> What the task asks:
Print out the entries exactly, and include each one.

> Records drawn from a dataset:
◆ ◆ ◆ ◆ ◆ ◆ ◆
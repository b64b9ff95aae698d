use async_trait::async_trait;
use reqwest::Client;
use serde_json::{Value, json};

use crate::domain::errors::DomainError;
use crate::domain::models::document::{Document, DocumentFields};
use crate::domain::repositories::document_repository::DocumentRepository;
use crate::infrastructure::apis::firestore_values::{decode_document, encode_fields};
use crate::infrastructure::apis::{map_error_response, transport_error};
use crate::infrastructure::logging::logger;

const SERVICE_NAME: &str = "Firestore";
const DEFAULT_ENDPOINT: &str = "https://firestore.googleapis.com/v1";
const PAGE_SIZE: &str = "300";

/// Document collections in Cloud Firestore, accessed through its REST API
pub struct FirestoreDocumentRepository {
    client: Client,
    documents_url: String,
    api_key: String,
}

impl FirestoreDocumentRepository {
    pub fn new(client: Client, project_id: &str, api_key: &str) -> Self {
        Self::with_endpoint(client, DEFAULT_ENDPOINT, project_id, api_key)
    }

    pub fn with_endpoint(client: Client, endpoint: &str, project_id: &str, api_key: &str) -> Self {
        let documents_url = format!(
            "{}/projects/{}/databases/(default)/documents",
            endpoint.trim_end_matches('/'),
            project_id
        );

        Self {
            client,
            documents_url,
            api_key: api_key.to_string(),
        }
    }

    fn collection_url(&self, collection: &str) -> Result<String, DomainError> {
        Ok(format!("{}/{}", self.documents_url, checked_segment(collection)?))
    }

    fn document_url(&self, collection: &str, id: &str) -> Result<String, DomainError> {
        Ok(format!(
            "{}/{}",
            self.collection_url(collection)?,
            checked_segment(id)?
        ))
    }

    async fn read_json(
        response: reqwest::Response,
        default_message: &str,
    ) -> Result<Value, DomainError> {
        if !response.status().is_success() {
            return Err(map_error_response(SERVICE_NAME, response, default_message).await);
        }

        response
            .json::<Value>()
            .await
            .map_err(|error| DomainError::InvalidData(format!("Invalid Firestore response: {error}")))
    }
}

#[async_trait]
impl DocumentRepository for FirestoreDocumentRepository {
    async fn list_documents(&self, collection: &str) -> Result<Vec<Document>, DomainError> {
        let url = self.collection_url(collection)?;
        let mut documents = Vec::new();
        let mut page_token: Option<String> = None;

        loop {
            let mut query = vec![("key", self.api_key.clone()), ("pageSize", PAGE_SIZE.to_string())];
            if let Some(token) = &page_token {
                query.push(("pageToken", token.clone()));
            }

            let response = self
                .client
                .get(&url)
                .query(&query)
                .send()
                .await
                .map_err(|error| transport_error(SERVICE_NAME, error))?;
            let page = Self::read_json(response, "Failed to list documents").await?;

            if let Some(items) = page.get("documents").and_then(Value::as_array) {
                for item in items {
                    documents.push(decode_document(item)?);
                }
            }

            page_token = page
                .get("nextPageToken")
                .and_then(Value::as_str)
                .filter(|token| !token.is_empty())
                .map(str::to_string);
            if page_token.is_none() {
                break;
            }
        }

        logger::debug(&format!(
            "Firestore: listed {} documents in {}",
            documents.len(),
            collection
        ));
        Ok(documents)
    }

    async fn insert_document(
        &self,
        collection: &str,
        fields: DocumentFields,
    ) -> Result<String, DomainError> {
        let response = self
            .client
            .post(self.collection_url(collection)?)
            .query(&[("key", self.api_key.as_str())])
            .json(&json!({ "fields": encode_fields(&fields) }))
            .send()
            .await
            .map_err(|error| transport_error(SERVICE_NAME, error))?;
        let created = Self::read_json(response, "Failed to create document").await?;

        Ok(decode_document(&created)?.id)
    }

    async fn update_document(
        &self,
        collection: &str,
        id: &str,
        fields: DocumentFields,
    ) -> Result<(), DomainError> {
        let mut query: Vec<(&str, String)> = fields
            .keys()
            .map(|field| ("updateMask.fieldPaths", field_path(field)))
            .collect();
        query.push(("currentDocument.exists", "true".to_string()));
        query.push(("key", self.api_key.clone()));

        let response = self
            .client
            .patch(self.document_url(collection, id)?)
            .query(&query)
            .json(&json!({ "fields": encode_fields(&fields) }))
            .send()
            .await
            .map_err(|error| transport_error(SERVICE_NAME, error))?;
        Self::read_json(response, "Failed to update document").await?;

        Ok(())
    }

    async fn delete_document(&self, collection: &str, id: &str) -> Result<(), DomainError> {
        let response = self
            .client
            .delete(self.document_url(collection, id)?)
            .query(&[("key", self.api_key.as_str())])
            .send()
            .await
            .map_err(|error| transport_error(SERVICE_NAME, error))?;

        if response.status().is_success() {
            return Ok(());
        }
        Err(map_error_response(SERVICE_NAME, response, "Failed to delete document").await)
    }
}

fn checked_segment(segment: &str) -> Result<&str, DomainError> {
    let valid = !segment.is_empty()
        && segment
            .chars()
            .all(|c| c.is_ascii_alphanumeric() || c == '_' || c == '-');
    if valid {
        Ok(segment)
    } else {
        Err(DomainError::InvalidData(format!(
            "Invalid Firestore path segment: {}",
            segment
        )))
    }
}

/// Field names outside `[A-Za-z_][A-Za-z0-9_]*` must be backtick-quoted in
/// update masks
fn field_path(field: &str) -> String {
    let mut chars = field.chars();
    let simple = chars
        .next()
        .is_some_and(|first| first.is_ascii_alphabetic() || first == '_')
        && chars.all(|c| c.is_ascii_alphanumeric() || c == '_');

    if simple {
        field.to_string()
    } else {
        format!("`{}`", field.replace('\\', "\\\\").replace('`', "\\`"))
    }
}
◆ ◆ ◆ ◆ ◆ ◆ ◆
> Exercise solution:
repository b64b9ff95aae698d
use async_trait::async_trait;
use reqwest::Client;
use serde_json::{Value, json};

use crate::domain::errors::DomainError;
use crate::domain::models::document::{Document, DocumentFields};
use crate::domain::repositories::document_repository::DocumentRepository;
use crate::infrastructure::apis::firestore_values::{decode_document, encode_fields};
use crate::infrastructure::apis::{map_error_response, transport_error};
use crate::infrastructure::logging::logger;

const SERVICE_NAME: &str = "Firestore";
const DEFAULT_ENDPOINT: &str = "https://firestore.googleapis.com/v1";
const PAGE_SIZE: &str = "300";

/// Document collections in Cloud Firestore, accessed through its REST API
pub struct FirestoreDocumentRepository {
    client: Client,
    documents_url: String,
    api_key: String,
}

impl FirestoreDocumentRepository {
    pub fn new(client: Client, project_id: &str, api_key: &str) -> Self {
        Self::with_endpoint(client, DEFAULT_ENDPOINT, project_id, api_key)
    }

    pub fn with_endpoint(client: Client, endpoint: &str, project_id: &str, api_key: &str) -> Self {
        let documents_url = format!(
            "{}/projects/{}/databases/(default)/documents",
            endpoint.trim_end_matches('/'),
            project_id
        );

        Self {
            client,
            documents_url,
            api_key: api_key.to_string(),
        }
    }

    fn collection_url(&self, collection: &str) -> Result<String, DomainError> {
        Ok(format!("{}/{}", self.documents_url, checked_segment(collection)?))
    }

    fn document_url(&self, collection: &str, id: &str) -> Result<String, DomainError> {
        Ok(format!(
            "{}/{}",
            self.collection_url(collection)?,
            checked_segment(id)?
        ))
    }

    async fn read_json(
        response: reqwest::Response,
        default_message: &str,
    ) -> Result<Value, DomainError> {
        if !response.status().is_success() {
            return Err(map_error_response(SERVICE_NAME, response, default_message).await);
        }

        response
            .json::<Value>()
            .await
            .map_err(|error| DomainError::InvalidData(format!("Invalid Firestore response: {error}")))
    }
}

#[async_trait]
impl DocumentRepository for FirestoreDocumentRepository {
    async fn list_documents(&self, collection: &str) -> Result<Vec<Document>, DomainError> {
        let url = self.collection_url(collection)?;
        let mut documents = Vec::new();
        let mut page_token: Option<String> = None;

        loop {
            let mut query = vec![("key", self.api_key.clone()), ("pageSize", PAGE_SIZE.to_string())];
            if let Some(token) = &page_token {
                query.push(("pageToken", token.clone()));
            }

            let response = self
                .client
                .get(&url)
                .query(&query)
                .send()
                .await
                .map_err(|error| transport_error(SERVICE_NAME, error))?;
            let page = Self::read_json(response, "Failed to list documents").await?;

            if let Some(items) = page.get("documents").and_then(Value::as_array) {
                for item in items {
                    documents.push(decode_document(item)?);
                }
            }

            page_token = page
                .get("nextPageToken")
                .and_then(Value::as_str)
                .filter(|token| !token.is_empty())
                .map(str::to_string);
            if page_token.is_none() {
                break;
            }
        }

        logger::debug(&format!(
            "Firestore: listed {} documents in {}",
            documents.len(),
            collection
        ));
        Ok(documents)
    }

    async fn insert_document(
        &self,
        collection: &str,
        fields: DocumentFields,
    ) -> Result<String, DomainError> {
        let response = self
            .client
            .post(self.collection_url(collection)?)
            .query(&[("key", self.api_key.as_str())])
            .json(&json!({ "fields": encode_fields(&fields) }))
            .send()
            .await
            .map_err(|error| transport_error(SERVICE_NAME, error))?;
        let created = Self::read_json(response, "Failed to create document").await?;

        Ok(decode_document(&created)?.id)
    }

    async fn update_document(
        &self,
        collection: &str,
        id: &str,
        fields: DocumentFields,
    ) -> Result<(), DomainError> {
        let mut query: Vec<(&str, String)> = fields
            .keys()
            .map(|field| ("updateMask.fieldPaths", field_path(field)))
            .collect();
        query.push(("currentDocument.exists", "true".to_string()));
        query.push(("key", self.api_key.clone()));

        let response = self
            .client
            .patch(self.document_url(collection, id)?)
            .query(&query)
            .json(&json!({ "fields": encode_fields(&fields) }))
            .send()
            .await
            .map_err(|error| transport_error(SERVICE_NAME, error))?;
        Self::read_json(response, "Failed to update document").await?;

        Ok(())
    }

    async fn delete_document(&self, collection: &str, id: &str) -> Result<(), DomainError> {
        let response = self
            .client
            .delete(self.document_url(collection, id)?)
            .query(&[("key", self.api_key.as_str())])
            .send()
            .await
            .map_err(|error| transport_error(SERVICE_NAME, error))?;

        if response.status().is_success() {
            return Ok(());
        }
        Err(map_error_response(SERVICE_NAME, response, "Failed to delete document").await)
    }
}

fn checked_segment(segment: &str) -> Result<&str, DomainError> {
    let valid = !segment.is_empty()
        && segment
            .chars()
            .all(|c| c.is_ascii_alphanumeric() || c == '_' || c == '-');
    if valid {
        Ok(segment)
    } else {
        Err(DomainError::InvalidData(format!(
            "Invalid Firestore path segment: {}",
            segment
        )))
    }
}

/// Field names outside `[A-Za-z_][A-Za-z0-9_]*` must be backtick-quoted in
/// update masks
fn field_path(field: &str) -> String {
    let mut chars = field.chars();
    let simple = chars
        .next()
        .is_some_and(|first| first.is_ascii_alphabetic() || first == '_')
        && chars.all(|c| c.is_ascii_alphanumeric() || c == '_');

    if simple {
        field.to_string()
    } else {
        format!("`{}`", field.replace('\\', "\\\\").replace('`', "\\`"))
    }
}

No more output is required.